Hajiumrahnews.com, Jakarta – Wacana pemangkasan kuota haji Indonesia oleh Arab Saudi hingga 50 persen akhirnya dipastikan batal. Kepastian ini disampaikan langsung oleh Wakil Kepala Badan Penyelenggara Haji (BP Haji), Dahnil Anzar Simanjuntak, dalam konferensi pers di Jakarta, Rabu (11/6/2025). Menurutnya, Arab Saudi kini justru menunjukkan kepercayaan besar terhadap manajemen haji Indonesia yang sedang direformasi total.
“Karena tahun depan pengelolaan haji tidak lagi di Kementerian Agama, dan Presiden membentuk badan setingkat kementerian, maka pemerintah Saudi menyatakan ada harapan dengan manajemen baru itu,” ujar Dahnil.
Dahnil menjelaskan, kekacauan pengelolaan haji tahun ini memang sempat menjadi perhatian serius Kementerian Haji dan Umrah Arab Saudi. Namun, komitmen Presiden Prabowo Subianto untuk membentuk BP Haji yang lebih profesional membuat pihak Saudi melunak dan memilih menjalin kerja sama teknis dalam rangka perbaikan menyeluruh.
Menanggapi isu ini, praktisi penyelenggara haji dan umrah sekaligus Presiden Indonesia Saudi Arabia Business Council (ISABC), Muhammad Hasan Gaido, memberikan pandangan strategis. Ia menegaskan bahwa keputusan mengenai kuota haji Indonesia bukan hanya wewenang administratif semata, melainkan kebijakan tingkat kepala negara.
“Tidak bisa BP Haji dan Kementerian Haji Umrah Saudi bertindak gegabah mengenai pemotongan kuota haji Indonesia karena penentuan jemaah haji ada kewenangan raja sebagai kepala negara Arab Saudi dan menjadi kebijakan negara-negara OKI sejak 1987, yakni satu jemaah haji per seribu warga muslim di suatu negara,” tegas Hasan Gaido.
Dengan jumlah penduduk Muslim Indonesia yang telah mencapai 243 juta jiwa, menurut Hasan, kuota haji Indonesia seharusnya justru ditingkatkan menjadi 243.000. Hal ini juga sejalan dengan visi besar Saudi Vision 2030 yang menargetkan 30 juta pengunjung untuk haji, umrah, dan pariwisata.
“Artinya, Arab Saudi bukan ingin mengurangi kuota, tetapi justru menambah.
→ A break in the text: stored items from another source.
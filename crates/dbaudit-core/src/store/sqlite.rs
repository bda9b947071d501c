//! SQLite audit store

use super::{AuditStore, StoreError};
use crate::model::{Change, ChangeSet};
use crate::query::ChangeQuery;
use crate::schema;
use async_trait::async_trait;
use chrono::{DateTime, FixedOffset, SecondsFormat, Utc};
use dbaudit_jobs::CancellationToken;
use sqlx::sqlite::{Sqlite, SqlitePool, SqlitePoolOptions, SqliteRow};
use sqlx::{QueryBuilder, Row};
use std::collections::HashMap;
use uuid::Uuid;

/// Bound parameters per `IN (...)` list, well below SQLite's variable limit
const ID_CHUNK: usize = 500;

/// Audit store writing ChangeSets to SQLite
#[derive(Debug, Clone)]
pub struct SqliteAuditStore {
    pool: SqlitePool,
}

fn unavailable(e: impl std::fmt::Display) -> StoreError {
    StoreError::Unavailable(e.to_string())
}

impl SqliteAuditStore {
    pub fn new(pool: SqlitePool) -> Self {
        Self { pool }
    }

    /// Open a single-connection pool, so `sqlite::memory:` keeps one database
    pub async fn connect(url: &str) -> Result<Self, StoreError> {
        let pool = SqlitePoolOptions::new()
            .max_connections(1)
            .connect(url)
            .await
            .map_err(unavailable)?;
        Ok(Self::new(pool))
    }

    /// Create the audit tables if they do not exist
    pub async fn ensure_schema(&self) -> Result<(), StoreError> {
        sqlx::raw_sql(schema::CREATE_TABLES)
            .execute(&self.pool)
            .await
            .map_err(unavailable)?;
        Ok(())
    }

    pub fn pool(&self) -> &SqlitePool {
        &self.pool
    }

    /// Changes of the given sets that pass the Change-level filters, in insertion order
    async fn load_changes(
        &self,
        set_ids: &[i64],
        query: &ChangeQuery,
    ) -> Result<Vec<Change>, StoreError> {
        let mut changes = Vec::new();
        for chunk in set_ids.chunks(ID_CHUNK) {
            let mut builder = QueryBuilder::<Sqlite>::new(r#"SELECT * FROM "Changes" WHERE "ChangeSetId" IN ("#);
            let mut ids = builder.separated(", ");
            for id in chunk {
                ids.push_bind(*id);
            }
            ids.push_unseparated(")");
            push_change_filters(&mut builder, query);
            builder.push(" ORDER BY rowid");

            let rows = builder
                .build()
                .fetch_all(&self.pool)
                .await
                .map_err(unavailable)?;
            for row in &rows {
                changes.push(change_from_row(row)?);
            }
        }
        Ok(changes)
    }
}

/// `Created` as fixed-width UTC text, so text order is time order
fn timestamp_text(ts: &DateTime<FixedOffset>) -> String {
    ts.with_timezone(&Utc).to_rfc3339_opts(SecondsFormat::Nanos, true)
}

fn push_change_filters(builder: &mut QueryBuilder<'_, Sqlite>, query: &ChangeQuery) {
    if let Some(entity_id) = query.entity_id {
        builder.push(r#" AND "EntityId" = "#).push_bind(entity_id.to_string());
    }
    if let Some(ref entity_type) = query.entity_type {
        builder.push(r#" AND "EntityType" = "#).push_bind(entity_type.clone());
    }
    if let Some(ref property) = query.property {
        builder.push(r#" AND "Name" = "#).push_bind(property.clone());
    }
}

/// SELECT over "ChangeSets" with the query's filters, order and page
fn change_set_select(query: &ChangeQuery) -> QueryBuilder<'static, Sqlite> {
    let mut builder = QueryBuilder::<Sqlite>::new(r#"SELECT * FROM "ChangeSets" WHERE 1 = 1"#);
    if let Some(ref created_by) = query.created_by {
        builder.push(r#" AND "CreatedBy" = "#).push_bind(created_by.clone());
    }
    if let Some(from) = query.from {
        builder.push(r#" AND "Created" >= "#).push_bind(timestamp_text(&from));
    }
    if let Some(to) = query.to {
        builder.push(r#" AND "Created" < "#).push_bind(timestamp_text(&to));
    }
    if query.filters_changes() {
        // sets without a matching Change are dropped before paging
        builder.push(
            r#" AND EXISTS (SELECT 1 FROM "Changes" WHERE "Changes"."ChangeSetId" = "ChangeSets"."Id""#,
        );
        push_change_filters(&mut builder, query);
        builder.push(")");
    }

    builder.push(if query.newest_first {
        r#" ORDER BY "Created" DESC, "Id" DESC"#
    } else {
        r#" ORDER BY "Created" ASC, "Id" ASC"#
    });

    // SQLite needs a LIMIT before OFFSET; -1 means no limit
    let limit = query
        .limit
        .map_or(-1, |n| i64::try_from(n).unwrap_or(i64::MAX));
    builder.push(" LIMIT ").push_bind(limit);
    if let Some(offset) = query.offset {
        builder
            .push(" OFFSET ")
            .push_bind(i64::try_from(offset).unwrap_or(i64::MAX));
    }
    builder
}

fn parse_uuid(text: &str) -> Result<Uuid, StoreError> {
    Uuid::parse_str(text).map_err(unavailable)
}

fn change_set_from_row(row: &SqliteRow) -> Result<ChangeSet, StoreError> {
    let created: String = row.try_get(schema::change_set::CREATED).map_err(unavailable)?;
    Ok(ChangeSet {
        id: row.try_get(schema::change_set::ID).map_err(unavailable)?,
        created: DateTime::parse_from_rfc3339(&created).map_err(unavailable)?,
        created_by: row
            .try_get(schema::change_set::CREATED_BY)
            .map_err(unavailable)?,
        changes: Vec::new(),
    })
}

fn change_from_row(row: &SqliteRow) -> Result<Change, StoreError> {
    let id: String = row.try_get(schema::change::ID).map_err(unavailable)?;
    let entity_id: String = row.try_get(schema::change::ENTITY_ID).map_err(unavailable)?;
    Ok(Change {
        id: parse_uuid(&id)?,
        change_set_id: row
            .try_get(schema::change::CHANGE_SET_ID)
            .map_err(unavailable)?,
        entity_id: parse_uuid(&entity_id)?,
        entity_type: row.try_get(schema::change::ENTITY_TYPE).map_err(unavailable)?,
        name: row.try_get(schema::change::NAME).map_err(unavailable)?,
        property_type: row.try_get(schema::change::TYPE).map_err(unavailable)?,
        previous_value: row
            .try_get(schema::change::PREVIOUS_VALUE)
            .map_err(unavailable)?,
        new_value: row.try_get(schema::change::NEW_VALUE).map_err(unavailable)?,
    })
}

#[async_trait]
impl AuditStore for SqliteAuditStore {
    async fn insert_change_set(
        &self,
        mut change_set: ChangeSet,
        cancel: &CancellationToken,
    ) -> Result<i64, StoreError> {
        if cancel.is_cancelled() {
            return Err(StoreError::Cancelled);
        }

        let mut tx = self.pool.begin().await.map_err(unavailable)?;
        let id = sqlx::query(r#"INSERT INTO "ChangeSets" ("Created", "CreatedBy") VALUES (?, ?)"#)
            .bind(timestamp_text(&change_set.created))
            .bind(change_set.created_by.as_deref())
            .execute(&mut *tx)
            .await
            .map_err(unavailable)?
            .last_insert_rowid();
        change_set.assign_ids(id);

        for change in &change_set.changes {
            sqlx::query(
                r#"INSERT INTO "Changes"
                   ("Id", "ChangeSetId", "EntityId", "EntityType", "Name", "Type", "PreviousValue", "NewValue")
                   VALUES (?, ?, ?, ?, ?, ?, ?, ?)"#,
            )
            .bind(change.id.to_string())
            .bind(change.change_set_id)
            .bind(change.entity_id.to_string())
            .bind(&change.entity_type)
            .bind(&change.name)
            .bind(&change.property_type)
            .bind(change.previous_value.as_deref())
            .bind(change.new_value.as_deref())
            .execute(&mut *tx)
            .await
            .map_err(unavailable)?;
        }

        if cancel.is_cancelled() {
            tx.rollback().await.map_err(unavailable)?;
            return Err(StoreError::Cancelled);
        }
        tx.commit().await.map_err(unavailable)?;
        Ok(id)
    }

    async fn query(&self, query: &ChangeQuery) -> Result<Vec<ChangeSet>, StoreError> {
        let mut select = change_set_select(query);
        let rows = select
            .build()
            .fetch_all(&self.pool)
            .await
            .map_err(unavailable)?;
        let mut sets = rows
            .iter()
            .map(change_set_from_row)
            .collect::<Result<Vec<_>, _>>()?;
        if sets.is_empty() {
            return Ok(sets);
        }

        let ids: Vec<i64> = sets.iter().map(|set| set.id).collect();
        let position: HashMap<i64, usize> =
            ids.iter().enumerate().map(|(i, id)| (*id, i)).collect();
        for change in self.load_changes(&ids, query).await? {
            if let Some(&i) = position.get(&change.change_set_id) {
                sets[i].changes.push(change);
            }
        }
        Ok(sets)
    }

    async fn change_set(&self, id: i64) -> Result<Option<ChangeSet>, StoreError> {
        let row = sqlx::query(r#"SELECT * FROM "ChangeSets" WHERE "Id" = ?"#)
            .bind(id)
            .fetch_optional(&self.pool)
            .await
            .map_err(unavailable)?;
        let Some(row) = row else {
            return Ok(None);
        };

        let mut set = change_set_from_row(&row)?;
        let rows = sqlx::query(r#"SELECT * FROM "Changes" WHERE "ChangeSetId" = ? ORDER BY rowid"#)
            .bind(id)
            .fetch_all(&self.pool)
            .await
            .map_err(unavailable)?;
        set.changes = rows.iter().map(change_from_row).collect::<Result<_, _>>()?;
        Ok(Some(set))
    }

    async fn count(&self) -> Result<usize, StoreError> {
        let count: i64 = sqlx::query(r#"SELECT COUNT(*) AS "Count" FROM "ChangeSets""#)
            .fetch_one(&self.pool)
            .await
            .map_err(unavailable)?
            .try_get("Count")
            .map_err(unavailable)?;
        usize::try_from(count).map_err(unavailable)
    }
}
Apalagi, jemaah umrah Indonesia saat ini menempati peringkat pertama dunia dengan total 1,4 juta jemaah karena kemudahan sistem visa digital dan layanan berbasis aplikasi,” tambah Hasan.
Hasan Gaido juga menyoroti kelemahan dalam penyelenggaraan haji reguler dalam tiga tahun terakhir yang menurutnya belum memenuhi harapan masyarakat, berbeda dengan haji khusus yang dikelola Penyelenggara Ibadah Haji Khusus (PIHK) dan memiliki kualitas layanan yang lebih baik.
“Sudah waktunya pemerintah melihat kelemahan penyelenggaraan haji 2023, 2024, dan 2025. Jemaah haji khusus yang diselenggarakan oleh travel PIHK justru menunjukkan pelayanan yang semakin baik dan nyaris tanpa kesalahan,” jelasnya.
Ia menyarankan agar pemerintah memberi ruang lebih besar pada sektor swasta dengan membuka peluang migrasi nomor porsi jemaah haji reguler ke haji khusus. Dengan demikian, masyarakat bisa memilih layanan yang sesuai dengan harapan dan kemampuan finansialnya, seperti skema yang diterapkan di Malaysia.
“Gaido Travel sebagai penyelenggara haji khusus yang telah berpengalaman lebih dari 22 tahun siap melayani calon jemaah haji yang ingin migrasi dari haji reguler ke haji khusus,” pungkas Hasan Gaido.
Sebagai tindak lanjut dari kepercayaan ini, Kementerian Haji Arab Saudi dijadwalkan akan berkunjung ke Indonesia pada Juli mendatang untuk mendiskusikan teknis pelaksanaan haji 2026 secara lebih mendetail. Salah satu agenda penting adalah pembentukan tim asistensi Saudi yang akan mendampingi langsung proses perencanaan bersama BP Haji.
Dengan kerja sama erat ini, pemerintah Indonesia berharap bukan hanya kuota dipertahankan, tapi juga bertambah di masa depan. “Yang jelas, masyarakat tidak perlu khawatir. Kita optimis tahun 2026 akan ada banyak perubahan positif, bahkan semoga ada penambahan kuota,” tutup Dahnil.